Toni Braxton is trapped in fame purgatory these days, now that she’s more of a reality show oddity than what she was originally, a cool bedroom-soul lady who was name-checked by a Spike Lee character in Do The Right Thing. Whatever nonsense is on her upcoming new album, Spell My Name, I’m sure it’s decent as long as she hasn’t switched over to doing Slim Whitman covers, but come on, isn’t there footage of her tripping over a Gucci bag and skinning her knee, or whatever happened on her reality show? Right, I’m supposed to take this seriously? Fine, I will, I’ll listen to her new single, “Dance,” and if I barf, it’s on you. Right, it isn’t bad, sort of like Sade but with more soul. Some gentle 1980s UFO bloops, a 1970s-radio orchestra section. Ha, now it’s getting all excitable toward the fadeout, and the overall effect is like a disco dance scene from The Love Boat. Let’s just forget this ever happened, fam, and move on to our next tale of terror.

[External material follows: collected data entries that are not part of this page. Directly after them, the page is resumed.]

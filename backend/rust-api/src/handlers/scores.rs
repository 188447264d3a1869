use axum::{extract::State, http::StatusCode, response::IntoResponse, Extension, Json};
use std::sync::Arc;

use crate::{
    error::error_status,
    middlewares::auth::JwtClaims,
    models::ScoreSummary,
    services::{user_service::UserService, AppState},
};

const LEADERBOARD_SIZE: i64 = 10;

/// GET /api/v1/scores/me - the caller's score ledger.
pub async fn my_score(
    State(state): State<Arc<AppState>>,
    Extension(claims): Extension<JwtClaims>,
) -> Result<impl IntoResponse, (StatusCode, String)> {
    let service = UserService::new(state.mongo.clone());

    match service.get_user(&claims.sub).await {
        Ok(Some(user)) => Ok((StatusCode::OK, Json(ScoreSummary::from(user)))),
        Ok(None) => Err((StatusCode::NOT_FOUND, "User not found".to_string())),
        Err(e) => {
            tracing::error!("Failed to load score for {}: {:#}", claims.sub, e);
            Err(error_status(&e))
        }
    }
}

/// GET /api/v1/scores/leaderboard - top users by score.
pub async fn leaderboard(
    State(state): State<Arc<AppState>>,
) -> Result<impl IntoResponse, (StatusCode, String)> {
    let service = UserService::new(state.mongo.clone());

    match service.leaderboard(LEADERBOARD_SIZE).await {
        Ok(entries) => Ok((StatusCode::OK, Json(entries))),
        Err(e) => {
            tracing::error!("Failed to load leaderboard: {:#}", e);
            Err(error_status(&e))
        }
    }
}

• I know I’ve talked about Toots & the Maytals in the past, in this award-winning column, but I totally forget/don’t care what they do, so this’ll be like that movie where Drew Barrymore forgets where she is every day upon waking up. Wait, here we are, they’re a Jamaican ska/rocksteady band, maybe I was thinking of someone else. The band’s new album, Got to Be Tough, is coming, and the title track is pretty standard one-drop chill with a cool guitar part. The lyrics are about caring, which obviously nails the current zeitgeist.

• We’ll end this week’s parade of shame with another soul singer, Bettye LaVette, who, to her credit, doesn’t have a stupid reality show. Blackbirds is the new album, “I Hold No Grudge” the single. OK, now this is authentic and awesome, torchy soul, electric piano, and her voice is all croaky and old. Nice.